All operations are invoked through the ``acmeeh`` module:

.. code-block:: bash

   python -m acmeeh -c CONFIG [options] [command]

Global Flags
^^^^^^^^^^^^

.. list-table::
   :header-rows: 1
   :widths: 30 70

   * - Flag
     - Description
   * - ``-c / --config PATH``
     - Configuration file path (required)
   * - ``--debug``
     - Enable debug output with full tracebacks
   * - ``--validate-only``
     - Validate config and exit
   * - ``--dev``
     - Use Flask development server
   * - ``-v / --version``
     - Show version

Subcommands
^^^^^^^^^^^

.. list-table::
   :header-rows: 1
   :widths: 30 70

   * - Command
     - Description
   * - ``serve [--dev]``
     - Start the server (default action when no subcommand is given)
   * - ``db status``
     - Check database connectivity and schema
   * - ``db migrate``
     - Run database schema migration
   * - ``ca test-sign``
     - Test CA backend with an ephemeral CSR
   * - ``crl rebuild``
     - Force CRL rebuild (requires ``crl.enabled: true``)
   * - ``admin create-user --username NAME --email ADDR [--role ROLE]``
     - Create an admin user
   * - ``inspect order <uuid>``
     - Inspect order with authorizations and challenges
   * - ``inspect certificate <uuid-or-serial>``
     - Inspect certificate details
   * - ``inspect account <uuid>``
     - Inspect account with contacts and order count

.. tip::

   **Quick Validation**

   Use ``--validate-only`` in CI/CD pipelines to verify configuration changes before deploying:

   .. code-block:: bash

      python -m acmeeh -c /etc/acmeeh/config.yaml --validate-only

Environment Variable Substitution
----------------------------------

ACMEEH config files support environment variable references that are resolved before JSON Schema validation. This allows you to keep secrets out of config files entirely.

.. code-block:: yaml

   database:
     password: ${DB_PASSWORD}
     host: ${DB_HOST:-localhost}
     port: ${DB_PORT:-5432}

.. list-table::
   :header-rows: 1
   :widths: 30 70

   * - Syntax
     - Behavior
   * - ``${VAR}``
     - Required --- startup fails if the variable is not set
   * - ``${VAR:-default}``
     - Uses the default value if the variable is not set

Environment variables are resolved during ``additional_checks()`` in the config class, which runs after YAML parsing but before JSON Schema validation. This means the substituted values are still subject to full schema validation.

Gunicorn Configuration
----------------------

ACMEEH runs gunicorn in production mode.

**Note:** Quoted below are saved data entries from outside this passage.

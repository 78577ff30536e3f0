//! Deployment — lifecycle record, per-user locks, verification, and the
//! deploy orchestrator.

pub mod locks;
pub mod orchestrator;
pub mod record;
pub mod verifier;

pub use locks::UserLocks;
pub use orchestrator::{DeployOutcome, Orchestrator, OrchestratorDeps};
pub use record::{DeploymentRecord, DeploymentStatus};
pub use verifier::{Verifier, VerifyConfig, VerifyReport};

All gunicorn settings are configured via YAML:

.. code-block:: yaml

   server:
     external_url: https://acme.example.com
     bind: 0.0.0.0
     port: 8443
     workers: 8               # 2-4x CPU cores
     worker_class: sync
     timeout: 30
     graceful_timeout: 30
     keepalive: 2
     max_requests: 1000        # restart workers after 1000 requests
     max_requests_jitter: 50  # add randomness to prevent thundering herd

Start the production server:

.. code-block:: bash

   PYTHONPATH=src DB_PASSWORD=secret python -m acmeeh -c /etc/acmeeh/config.yaml

WSGI Entry Point
^^^^^^^^^^^^^^^^

For advanced deployments you can bypass the ``python -m acmeeh`` wrapper and use gunicorn (or any WSGI server) directly via the WSGI entry point:

.. code-block:: bash

   export ACMEEH_CONFIG=/etc/acmeeh/config.yaml
   gunicorn "acmeeh.server.wsgi:app"

This is useful when you need full control over gunicorn flags (e.g., ``--preload``, custom logging config, or ``--certfile`` / ``--keyfile`` for direct TLS). The ``ACMEEH_CONFIG`` environment variable tells the WSGI module where to find the configuration file.

Docker
------

ACMEEH ships with a production-ready ``Dockerfile``, ``docker-compose.yaml``,
and fully parameterized ``docker/config.yaml``. See the :doc:`docker` page
for the complete guide, including build ARGs, environment variables, and
common operations.

Quick start:

.. code-block:: bash

   cp docker/.env.example .env        # set POSTGRES_PASSWORD
   mkdir -p certs                     # place root.pem + root-key.pem
   docker compose up -d
   curl http://localhost:8443/livez

Reverse Proxy Setup
--------------------

ACMEEH should sit behind a reverse proxy that handles TLS termination. Enable proxy support in config:

.. code-block:: yaml

   proxy:
     enabled: true
     trusted_proxies:
       - 172.16.0.0/12
       - 10.0.0.0/8

Nginx Example
^^^^^^^^^^^^^

.. code-block:: nginx

   upstream acmeeh {
       server 127.0.0.1:8443;
   }

   server {
       listen 443 ssl http2;
       server_name acme.example.com;

       ssl_certificate     /etc/nginx/tls/cert.pem;
       ssl_certificate_key /etc/nginx/tls/key.pem;

       location / {
           proxy_pass http://acmeeh;
           proxy_set_header Host $host;
           proxy_set_header X-Real-IP $remote_addr;
           proxy_set_header X-Forwarded-For $proxy_add_x_forwarded_for;
           proxy_set_header X-Forwarded-Proto $scheme;

           # ACME clients may send large JWS payloads
           client_max_body_size 64k;
       }
   }

Caddy Example
^^^^^^^^^^^^^

.. code-block:: bash

   acme.example.com {
       reverse_proxy localhost:8443
   }

Health Check Endpoints
----------------------

ACMEEH exposes three health check endpoints designed for container orchestrators, load balancers, and monitoring systems.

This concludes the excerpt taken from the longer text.